[opinion]

 

 

[ourview]

 

 

WEDNESDAY, MAY 12, 1999

Have we lost our way?

As the century closes with some of the most gruesome and horrendous acts of outrage imaginable, we scurry for the solutions to societal woes. As real as our fear of becoming a numbed society is the next day with all of its immediate demands.

In a meeting this week, President Clinton urged the entertainment industry, including violent moviemakers, music producers and video game gurus to essentially wake up and begin monitoring and weighing the worth of their product.

This type of formal discourse was desperately needed to get the ball rolling. Now is the time to ask if a movie or video game fuel the flames of a susceptible society already coarsened from heavy doses of violence against one another.

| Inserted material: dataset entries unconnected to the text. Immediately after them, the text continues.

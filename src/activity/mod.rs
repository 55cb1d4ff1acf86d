//! Append-only audit records, one per subject-scoped event.

mod memory;
mod repository;

pub use memory::*;
pub use repository::*;

use std::sync::Arc;

use async_trait::async_trait;
use chrono::{DateTime, Utc};
use serde::Serialize;

use crate::error::Result;

/// How many records "recent" means.
pub const RECENT_LIMIT: i64 = 10;

/// What happened.
#[derive(Clone, Copy, Debug, PartialEq, Eq, Serialize)]
pub enum ActivityKind {
    #[serde(rename = "LOGIN")]
    Login,
    #[serde(rename = "PROFILE_VIEW")]
    ProfileView,
    #[serde(rename = "PROFILE_UPDATE")]
    ProfileUpdate,
    #[serde(rename = "PASSWORD_CHANGE")]
    PasswordChange,
    #[serde(rename = "PASSWORD_RESET")]
    PasswordReset,
    #[serde(rename = "ADMIN_ACTION")]
    AdminAction,
    #[serde(rename = "DASHBOARD_VIEW")]
    DashboardView,
}

impl ActivityKind {
    pub fn as_str(&self) -> &'static str {
        match self {
            ActivityKind::Login => "LOGIN",
            ActivityKind::ProfileView => "PROFILE_VIEW",
            ActivityKind::ProfileUpdate => "PROFILE_UPDATE",
            ActivityKind::PasswordChange => "PASSWORD_CHANGE",
            ActivityKind::PasswordReset => "PASSWORD_RESET",
            ActivityKind::AdminAction => "ADMIN_ACTION",
            ActivityKind::DashboardView => "DASHBOARD_VIEW",
        }
    }
}

impl TryFrom<String> for ActivityKind {
    type Error = String;

    fn try_from(value: String) -> std::result::Result<Self, Self::Error> {
        match value.as_str() {
            "LOGIN" => Ok(ActivityKind::Login),
            "PROFILE_VIEW" => Ok(ActivityKind::ProfileView),
            "PROFILE_UPDATE" => Ok(ActivityKind::ProfileUpdate),
            "PASSWORD_CHANGE" => Ok(ActivityKind::PasswordChange),
            "PASSWORD_RESET" => Ok(ActivityKind::PasswordReset),
            "ADMIN_ACTION" => Ok(ActivityKind::AdminAction),
            "DASHBOARD_VIEW" => Ok(ActivityKind::DashboardView),
            other => Err(format!("unknown activity type: {other}")),
        }
    }
}

/// Request metadata captured alongside every record.
#[derive(Clone, Debug, Default)]
pub struct ClientMeta {
    pub ip: Option<String>,
    pub user_agent: Option<String>,
}

/// One audit record as persisted.
#[derive(Clone, Debug, Serialize, sqlx::FromRow)]
#[serde(rename_all = "camelCase")]
pub struct ActivityRecord {
    pub id: i64,
    pub user_id: i64,
    #[sqlx(rename = "activity_type", try_from = "String")]
    #[serde(rename = "activityType")]
    pub kind: ActivityKind,
    pub description: String,
    pub timestamp: DateTime<Utc>,
    pub ip_address: Option<String>,
    pub user_agent: Option<String>,
}

/// Paginated view over one subject's records.
#[derive(Clone, Debug, Serialize)]
#[serde(rename_all = "camelCase")]
pub struct ActivityPage {
    pub items: Vec<ActivityRecord>,
    pub total: i64,
    pub page: i64,
    pub size: i64,
}

/// Storage capability behind [`ActivityLog`].
#[async_trait]
pub trait ActivityStore: Send + Sync {
    async fn append(
        &self,
        user_id: i64,
        kind: ActivityKind,
        description: &str,
        meta: &ClientMeta,
    ) -> Result<()>;

    /// Most recent `limit` records, reverse chronological.
    async fn recent(
        &self,
        user_id: i64,
        limit: i64,
    ) -> Result<Vec<ActivityRecord>>;

    /// One page plus the total count.
    async fn page(
        &self,
        user_id: i64,
        page: i64,
        size: i64,
    ) -> Result<(Vec<ActivityRecord>, i64)>;
}

/// Audit log with fire-and-forget appends: the operation that triggered a
/// record must not fail because logging did.
#[derive(Clone)]
pub struct ActivityLog {
    store: Arc<dyn ActivityStore>,
}

impl ActivityLog {
    pub fn new(store: Arc<dyn ActivityStore>) -> Self {
        Self { store }
    }

    pub async fn record(
        &self,
        user_id: i64,
        kind: ActivityKind,
        description: &str,
        meta: &ClientMeta,
    ) {
        if let Err(err) =
            self.store.append(user_id, kind, description, meta).await
        {
            tracing::warn!(
                user_id,
                kind = kind.as_str(),
                error = %err,
                "failed to append activity record"
            );
        }
    }

    pub async fn recent(&self, user_id: i64) -> Result<Vec<ActivityRecord>> {
        self.store.recent(user_id, RECENT_LIMIT).await
    }

    pub async fn page(
        &self,
        user_id: i64,
        page: i64,
        size: i64,
    ) -> Result<ActivityPage> {
        let (items, total) = self.store.page(user_id, page, size).await?;
        Ok(ActivityPage {
            items,
            total,
            page,
            size,
        })
    }
}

If we have children, plan on making them a priority. If we cannot do this, we should not have them. The list of things we expect from life continues to grow, while we ignore what we can actually handle.

Most people cannot juggle an increasingly long work week, marriage or a relationship and children. But still, we aspire to fit this mold, have children, pass them from babysitter to babysitter, come home exhausted only to do it all over the next day.

Pointing a finger provides short-term relief but in the end proves to be divisive and without resolution. We are not aware of any one solution nor do we think society is destined to extinction.

However, we do feel some headway can be made by acknowledging what part we play individually and what each of us can do, however little or big, to increase social consciousness.